Secondo Varonis, questo metodo period difficile da rilevare perché gli strumenti di monitoraggio lato utente e consumer non potevano vederlo e aggirava i meccanismi di sicurezza integrati mascherando i dati esfiltrati.
“Copilot fa trapelare i dati poco a poco, consentendo alla minaccia di utilizzare ciascuna risposta per generare la successiva istruzione dannosa”, ha aggiunto il staff.
Una dimostrazione video proof-of-concept (PoC) è disponibile.
La risposta di Microsoft
Reprompt è stato segretamente divulgato a Microsoft il 31 agosto 2025. Microsoft ha corretto la vulnerabilità prima della divulgazione pubblica e ha confermato che gli utenti aziendali di Microsoft 365 Copilot non erano interessati.
Anche: Vuoi Microsoft 365? Basta non scegliere Premium: ecco perché
“Apprezziamo Varonis Risk Labs per aver segnalato in modo responsabile questo problema”, ha detto a ZDNET un portavoce di Microsoft. “Abbiamo implementato protezioni che hanno affrontato lo situation descritto e stiamo implementando misure aggiuntive per rafforzare le salvaguardie contro tecniche simili come parte del nostro approccio di difesa in profondità.”
Come stare al sicuro
Gli assistenti AI – e i browser – sono tecnologie relativamente nuove, quindi difficilmente passava una settimana senza che venisse scoperto un problema di sicurezza, un difetto di progettazione o una vulnerabilità.

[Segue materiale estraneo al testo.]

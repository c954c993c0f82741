//! Error types for familyvault.
//!
//! Records themselves never fail to construct. The errors here cover the
//! ambient work around them: loading configuration and writing output.

use std::path::PathBuf;

use thiserror::Error;

/// The main error type for familyvault operations.
#[derive(Error, Debug)]
pub enum Error {
    // === Configuration Errors ===
    /// Failed to load configuration.
    #[error("failed to load configuration: {0}")]
    ConfigLoad(Box<figment::Error>),

    /// A configuration file named for validation does not exist.
    #[error("configuration file not found: {}", path.display())]
    ConfigNotFound {
        /// Path that was checked.
        path: PathBuf,
    },

    /// Configuration validation failed.
    #[error("invalid configuration: {message}")]
    ConfigValidation {
        /// Description of the validation failure.
        message: String,
    },

    // === Output Errors ===
    /// Writing a confirmation or report failed.
    #[error("I/O error: {0}")]
    Io(#[from] std::io::Error),

    /// JSON serialization failed.
    #[error("JSON error: {0}")]
    Json(#[from] serde_json::Error),
}

/// A specialized Result type for familyvault operations.
pub type Result<T> = std::result::Result<T, Error>;

impl From<figment::Error> for Error {
    fn from(err: figment::Error) -> Self {
        Self::ConfigLoad(Box::new(err))
    }
}

impl Error {
    /// Create a new configuration validation error.
    #[must_use]
    pub fn config_validation(message: impl Into<String>) -> Self {
        Self::ConfigValidation {
            message: message.into(),
        }
    }

    /// Check if this error came from loading or validating configuration.
    #[must_use]
    pub fn is_config_error(&self) -> bool {
        matches!(
            self,
            Self::ConfigLoad(_) | Self::ConfigNotFound { .. } | Self::ConfigValidation { .. }
        )
    }
}
//! Command-line interface for familyvault.
//!
//! This module provides the CLI structure for the `famvault` binary.

mod commands;

use std::path::PathBuf;

use clap::{Parser, Subcommand};

pub use commands::{ConfigCommand, OutputFormat, ReportCommand};

/// famvault - Keep track of family members, assets, and documents
///
/// Creates a set of sample records and prints a summary report. Running
/// without a command is the same as `famvault report`.
#[derive(Debug, Parser)]
#[command(name = "famvault")]
#[command(author, version, about, long_about = None)]
#[command(propagate_version = true)]
pub struct Cli {
    /// Path to custom configuration file
    #[arg(short, long, global = true, value_name = "FILE")]
    pub config: Option<PathBuf>,

    /// Increase verbosity (-v for debug, -vv for trace)
    #[arg(short, long, action = clap::ArgAction::Count, global = true)]
    pub verbose: u8,

    /// Suppress all log output except errors
    #[arg(short, long, global = true)]
    pub quiet: bool,

    /// The command to execute
    #[command(subcommand)]
    pub command: Option<Command>,
}

/// Available commands.
#[derive(Debug, Subcommand)]
pub enum Command {
    /// Create the sample records and print the summary report
    Report(ReportCommand),

    /// View or validate configuration
    #[command(subcommand)]
    Config(ConfigCommand),
}

impl Cli {
    /// Get the verbosity level based on flags.
    #[must_use]
    pub fn verbosity(&self) -> crate::logging::Verbosity {
        if self.quiet {
            crate::logging::Verbosity::Quiet
        } else {
            match self.verbose {
                0 => crate::logging::Verbosity::Normal,
                1 => crate::logging::Verbosity::Verbose,
                _ => crate::logging::Verbosity::Trace,
            }
        }
    }

    /// The file `config validate` should check, if that is the command.
    ///
    /// Falls back from `--file` to the global `--config`, then to the
    /// default config path.
    #[must_use]
    pub fn validate_target(&self) -> Option<PathBuf> {
        match &self.command {
            Some(Command::Config(ConfigCommand::Validate { file })) => Some(
                file.clone()
                    .or_else(|| self.config.clone())
                    .unwrap_or_else(crate::Config::default_config_path),
            ),
            _ => None,
        }
    }
}
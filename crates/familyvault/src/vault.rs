//! Ordered, caller-owned record collections.

use crate::record::{Asset, Document, Member};
use crate::report::Summary;

/// The three record sequences, each kept in insertion order.
///
/// Records are only ever appended; there is no lookup by key and no
/// deduplication.
#[derive(Debug, Clone, Default, PartialEq)]
pub struct Vault {
    members: Vec<Member>,
    assets: Vec<Asset>,
    documents: Vec<Document>,
}

impl Vault {
    /// Create an empty vault.
    #[must_use]
    pub fn new() -> Self {
        Self::default()
    }

    /// Append a family member.
    pub fn push_member(&mut self, member: Member) {
        self.members.push(member);
    }

    /// Append an asset.
    pub fn push_asset(&mut self, asset: Asset) {
        self.assets.push(asset);
    }

    /// Append a document.
    pub fn push_document(&mut self, document: Document) {
        self.documents.push(document);
    }

    /// Family members in insertion order.
    #[must_use]
    pub fn members(&self) -> &[Member] {
        &self.members
    }

    /// Assets in insertion order.
    #[must_use]
    pub fn assets(&self) -> &[Asset] {
        &self.assets
    }

    /// Documents in insertion order.
    #[must_use]
    pub fn documents(&self) -> &[Document] {
        &self.documents
    }

    /// Total number of records of all kinds.
    #[must_use]
    pub fn len(&self) -> usize {
        self.members.len() + self.assets.len() + self.documents.len()
    }

    /// Check if the vault holds no records.
    #[must_use]
    pub fn is_empty(&self) -> bool {
        self.len() == 0
    }

    /// A summary view over the current records.
    #[must_use]
    pub fn summary(&self) -> Summary<'_> {
        Summary::new(&self.members, &self.assets, &self.documents)
    }
}
use thiserror::Error;

#[derive(Error, Debug)]
pub enum RowError {
    #[error("Unsupported operation: {0}")]
    UnsupportedOperation(String),

    #[error("Configuration error: identifier quote string is empty (key '{0}')")]
    ConfigurationError(String),

    #[error("Type mismatch: {0}")]
    TypeMismatch(String),
}

pub type Result<T> = std::result::Result<T, RowError>;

Il phishing è uno dei vettori più comuni di attacchi informatici e questo particolare attacco richiedeva che l’utente facesse clic su un collegamento dannoso. Quindi, la tua prima linea di difesa è stata quella di essere cauto quando si tratta di hyperlink, soprattutto se non ti fidi della fonte.
Anche: Gemini vs. Copilot: ho confrontato gli strumenti di intelligenza artificiale su 7 attività quotidiane e c’è un chiaro vincitore
Come con qualsiasi servizio digitale, dovresti fare attenzione alla condivisione di informazioni sensibili o personali. Per gli assistenti IA come Copilot, dovresti anche verificare eventuali comportamenti insoliti, come richieste di dati sospette o strani messaggi che potrebbero apparire.
Varonis ha raccomandato ai fornitori e agli utenti di IA di ricordare che la fiducia nelle nuove tecnologie potrebbe essere sfruttata e ha affermato che “Reprompt rappresenta una classe più ampia di vulnerabilità critiche dell’assistente IA guidate da enter esterni”.
Pertanto, il staff ha suggerito che l’URL e gli enter esterni dovrebbero essere trattati come non attendibili e quindi i controlli di convalida e sicurezza dovrebbero essere implementati lungo l’intera catena del processo. Inoltre, dovrebbero essere imposte tutele che riducano il rischio di concatenazioni tempestive e azioni ripetute, e ciò non dovrebbe fermarsi solo al immediate iniziale.